Introduction

So far in this series we’ve focused on using and optimizing different search techniques over our Home Depot search relevance dataset. We started with running and optimizing the weights of a BM25 text search. We then added text embeddings of our products and queries so that we could use vector search. We then experimented with tuning the boosts between text search and vector search to create a hybrid search solution. Finally we used recipricol rank fusion to combine the ranking of the text and vector search without the use of boosting. In this post we’ll dive deeper into the embeddings themselves, and fine-tune our generalized pretrained model for our specific usecase.

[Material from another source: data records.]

//! Save object use case
//!
//! Translates a token object label into a data object write.

use tracing::{debug, info, warn};

use crate::model::{Capability, LabelTable, ObjectHandle, MAX_OBJECT_SIZE};
use crate::ports::{SecureElement, WriteMode};

/// Store `data` in the object named by `label`
///
/// # Returns
///
/// The object's handle, or `ObjectHandle::Invalid` when nothing was stored:
/// oversized payload, unrecognized label, unresolvable location, or a
/// failed write. The private key label is accepted without touching the
/// device, since key material cannot be imported.
pub fn save_object<S>(
    device: &mut S,
    table: &LabelTable,
    label: &[u8],
    data: &[u8],
) -> ObjectHandle
where
    S: SecureElement + ?Sized,
{
    if data.len() > MAX_OBJECT_SIZE {
        warn!(
            "Refusing to save {} bytes (maximum {})",
            data.len(),
            MAX_OBJECT_SIZE
        );
        return ObjectHandle::Invalid;
    }

    let Some(entry) = table.lookup(label) else {
        debug!("No object for label {:?}", String::from_utf8_lossy(label));
        return ObjectHandle::Invalid;
    };

    if entry.capability() == Capability::Unsupported {
        debug!("{:?} cannot be imported; issuing handle only", entry.kind);
        return entry.handle();
    }

    let location = match entry.location {
        Ok(location) => location,
        Err(e) => {
            warn!("{:?} label has no usable location: {}", entry.kind, e);
            return ObjectHandle::Invalid;
        }
    };
    if u16::try_from(data.len()).is_err() {
        return ObjectHandle::Invalid;
    }

    match device.write(location, WriteMode::EraseAndWrite, 0, data) {
        Ok(()) => {
            info!(
                "Saved {} bytes of {:?} to {}",
                data.len(),
                entry.kind,
                location
            );
            entry.handle()
        }
        Err(status) => {
            warn!(
                "Writing {:?} to {} failed with status {}",
                entry.kind, location, status
            );
            ObjectHandle::Invalid
        }
    }
}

So far in this series we’ve focused on using and optimizing different search techniques over our Home Depot search relevance dataset. We started with running and optimizing the weights of a BM25 text search. We then added text embeddings of our products and queries so that we could use vector search. We experimented with tuning the boosts between text search and vector search to create a hybrid search solution. Finally, we used reciprocal rank fusion to combine the ranking of the text and vector search without the use of boosting.

While these techniques have significantly improved our search results, we hypothesize that there is is a great deal of domain-specific terminology and concepts unique to our Home Depot dataset that may not be captured in the embeddings. This is the perfect use opportunity to explore fine-tuning the generalized pre-trained model for our specific use case. By adapting our model to our domain, we aim to capture more nuanced relationships between queries and products, potentially leading to even more relevant search results.

We’ll explore the fine-tuning process, evaluate its impact on search performance, and discuss how it integrates with our existing search infrastructure. Whether you’re looking to optimize your own search system or just curious about the latest in applied machine learning for information retrieval, this post will provide valuable insights into the power of customized embeddings.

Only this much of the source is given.